The Gorman-Rupp Company delivered QQ1 2025 results that reflect steady revenue progression and meaningful margin improvement against a backdrop of a cyclical industrial pumps market. Revenue of $163.95 million rose 2.94% year-over-year and 0.76% quarter-over-quarter, supported by ongoing demand in water and wastewater, construction, and industrial applications. Gross profit reached $50.33 million for a gross margin of 30.7%, up 11.1% YoY and 2.3% QoQ, signaling improvements in product mix and pricing actions. Net income of $12.13 million and diluted EPS of $0.46 marked a strong YoY uplift (net income +53.8%, EPS +53.3%), aided by resilient operating leverage as the company managed fixed costs alongside a modest revenue base expansion.
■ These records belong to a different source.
use std::io::{Read, Write};
use std::path::PathBuf;
use std::process::{Command, Stdio};
use std::sync::{Arc, Mutex};
use std::time::Duration;

use anyhow::{bail, Context, Result};

use crate::exec::{abnormal_exit, spawn_in_own_group, wait_group_with_deadline};

pub type TaskStream = Box<dyn Write + Send>;

/// One invocation of the compiler under test.
pub trait CompilerTask: Send {
    /// Ordinary failure is an `Err`; an internal fault may also panic.
    fn main(&mut self) -> Result<()>;
}

pub trait TaskFactory: Sync {
    /// `args[0]` is a nominal program name. `None` streams mean the process's
    /// own stdout/stderr.
    fn new_task(
        &self,
        args: Vec<String>,
        stdout: Option<TaskStream>,
        stderr: Option<TaskStream>,
    ) -> Box<dyn CompilerTask>;
}

/// The compiler process died on a signal rather than reporting an error.
#[derive(Debug)]
pub struct TaskCrash {
    pub program: String,
    pub signal: String,
    pub stderr: String,
}

impl std::fmt::Display for TaskCrash {
    fn fmt(&self, f: &mut std::fmt::Formatter<'_>) -> std::fmt::Result {
        write!(f, "{} {}", self.program, self.signal)
    }
}

impl std::error::Error for TaskCrash {}

/// Shared in-memory sink; clones write to the same buffer.
#[derive(Debug, Clone, Default)]
pub struct CaptureBuf(Arc<Mutex<Vec<u8>>>);

impl CaptureBuf {
    pub fn new() -> Self {
        Self::default()
    }

    pub fn contents(&self) -> Vec<u8> {
        match self.0.lock() {
            Ok(buf) => buf.clone(),
            Err(poisoned) => poisoned.into_inner().clone(),
        }
    }

    pub fn append(&self, data: &[u8]) {
        let mut buf = match self.0.lock() {
            Ok(buf) => buf,
            Err(poisoned) => poisoned.into_inner(),
        };
        buf.extend_from_slice(data);
    }
}

impl Write for CaptureBuf {
    fn write(&mut self, data: &[u8]) -> std::io::Result<usize> {
        self.append(data);
        Ok(data.len())
    }

    fn flush(&mut self) -> std::io::Result<()> {
        Ok(())
    }
}

/// Runs a compiler executable as a subprocess: `program extra_args args[1..]`.
#[derive(Debug, Clone)]
pub struct ExternalCompiler {
    pub program: PathBuf,
    pub extra_args: Vec<String>,
    pub timeout: Duration,
}

impl TaskFactory for ExternalCompiler {
    fn new_task(
        &self,
        args: Vec<String>,
        stdout: Option<TaskStream>,
        stderr: Option<TaskStream>,
    ) -> Box<dyn CompilerTask> {
        Box::new(ExternalTask {
            compiler: self.clone(),
            args,
            stdout: stdout.unwrap_or_else(|| Box::new(std::io::stdout())),
            stderr: stderr.unwrap_or_else(|| Box::new(std::io::stderr())),
        })
    }
}

struct ExternalTask {
    compiler: ExternalCompiler,
    args: Vec<String>,
    stdout: TaskStream,
    stderr: TaskStream,
}

impl CompilerTask for ExternalTask {
    fn main(&mut self) -> Result<()> {
        let program = self.compiler.program.display().to_string();
        let mut cmd = Command::new(&self.compiler.program);
        cmd.args(&self.compiler.extra_args)
            .args(self.args.iter().skip(1))
            .stdin(Stdio::null())
            .stdout(Stdio::piped())
            .stderr(Stdio::piped());
        // Drivers fork cc1/as/ld; they share the group and its deadline.
        spawn_in_own_group(&mut cmd);
        let mut child = cmd.spawn().with_context(|| format!("spawn {program}"))?;

        let out_reader = child.stdout.take().map(drain_in_background);
        let err_reader = child.stderr.take().map(drain_in_background);

        let (status, timed_out) = wait_group_with_deadline(&mut child, self.compiler.timeout)
            .with_context(|| format!("wait {program}"))?;

        let out = out_reader.map(join_drain).unwrap_or_default();
        let err = err_reader.map(join_drain).unwrap_or_default();
        self.stdout.write_all(&out).context("forward compiler stdout")?;
        self.stderr.write_all(&err).context("forward compiler stderr")?;
        self.stdout.flush().context("flush compiler stdout")?;
        self.stderr.flush().context("flush compiler stderr")?;

        if timed_out {
            bail!(
                "{program} timed out after {}s",
                self.compiler.timeout.as_secs_f64()
            );
        }
        if status.success() {
            return Ok(());
        }
        if status.code().is_none() {
            return Err(TaskCrash {
                program,
                signal: abnormal_exit(status).unwrap_or_default(),
                stderr: String::from_utf8_lossy(&err).into_owned(),
            }
            .into());
        }
        bail!(
            "{program} failed ({})",
            abnormal_exit(status).unwrap_or_default()
        );
    }
}

fn drain_in_background<R: Read + Send + 'static>(
    mut reader: R,
) -> std::thread::JoinHandle<Vec<u8>> {
    std::thread::spawn(move || {
        let mut buf = Vec::new();
        let _ = reader.read_to_end(&mut buf);
        buf
    })
}

fn join_drain(handle: std::thread::JoinHandle<Vec<u8>>) -> Vec<u8> {
    handle.join().unwrap_or_default()
}

#[cfg(all(test, unix))]
mod tests {
    use super::*;

    fn sh_compiler(script: &str) -> ExternalCompiler {
        ExternalCompiler {
            program: PathBuf::from("/bin/sh"),
            extra_args: vec!["-c".to_string(), script.to_string(), "sh".to_string()],
            timeout: Duration::from_secs(10),
        }
    }

    fn run(compiler: &ExternalCompiler) -> (Result<()>, Vec<u8>, Vec<u8>) {
        let out = CaptureBuf::new();
        let err = CaptureBuf::new();
        let mut task = compiler.new_task(
            vec!["cc".to_string(), "-o".to_string(), "a.out".to_string(), "x.c".to_string()],
            Some(Box::new(out.clone())),
            Some(Box::new(err.clone())),
        );
        let res = task.main();
        (res, out.contents(), err.contents())
    }

    #[test]
    fn nominal_name_is_dropped_and_streams_forwarded() {
        let (res, out, err) = run(&sh_compiler("echo \"$@\"; echo warn >&2"));
        res.expect("compile ok");
        assert_eq!(out, b"-o a.out x.c\n");
        assert_eq!(err, b"warn\n");
    }

    #[test]
    fn nonzero_exit_is_an_ordinary_error() {
        let (res, _, err) = run(&sh_compiler("echo 'x.c:1: error' >&2; exit 1"));
        let err_val = res.expect_err("exit 1");
        assert!(err_val.downcast_ref::<TaskCrash>().is_none());
        assert!(err_val.to_string().contains("exit status 1"), "{err_val}");
        assert_eq!(err, b"x.c:1: error\n");
    }

    #[test]
    fn signal_death_is_a_crash() {
        let (res, _, _) = run(&sh_compiler("echo boom >&2; kill -SEGV $$"));
        let err = res.expect_err("signal");
        let crash = err.downcast_ref::<TaskCrash>().expect("TaskCrash");
        assert!(crash.signal.contains("signal"), "{}", crash.signal);
        assert_eq!(crash.stderr, "boom\n");
    }

    #[test]
    fn hung_compiler_subprocess_is_killed_with_its_driver() {
        let mut compiler = sh_compiler("echo driving >&2; sleep 30; true");
        compiler.timeout = Duration::from_millis(200);
        let started = std::time::Instant::now();
        let (res, _, err) = run(&compiler);
        let res_err = res.expect_err("timeout");
        assert!(res_err.to_string().contains("timed out"), "{res_err}");
        assert_eq!(err, b"driving\n");
        assert!(started.elapsed() < Duration::from_secs(10));
    }

    #[test]
    fn hung_compiler_is_killed() {
        let mut compiler = sh_compiler("exec sleep 30");
        compiler.timeout = Duration::from_millis(200);
        let (res, _, _) = run(&compiler);
        let err = res.expect_err("timeout");
        assert!(err.to_string().contains("timed out"), "{err}");
    }
}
Operationally, EBITDA stood at $28.81 million with an EBITDA margin of 17.6% and an operating margin of 13.5%. Cash flow metrics remained highlighting: net cash provided by operating activities of $21.10 million, capex of $3.02 million, and free cash flow of $18.08 million. The company ended QQ1 2025 with cash of $21.84 million and total debt of $352.21 million, yielding a net debt position of approximately $330.37 million. Liquidity remained healthy with a current ratio of 2.42 and a quick ratio of 1.35, but leverage remained elevated (debt to capitalisation about 0.48) and interest coverage was modest at 3.5x, underscoring sensitivity to demand deceleration and input-cost volatility.
Looking ahead, while management did not issue explicit forward guidance in the provided materials, the QQ1 trajectory suggests continued revenue stability with potential upside from new projects in water/wastewater and infrastructure-related segments. Investors should monitor capex cycles in end markets, commodity price dynamics, and any shifts in working capital that could influence cash generation. Overall, GRC presents a readable growth-and-stability profile with solid cash generation but faces near-term margin pressure relative to some peers in the broader industrial machinery space.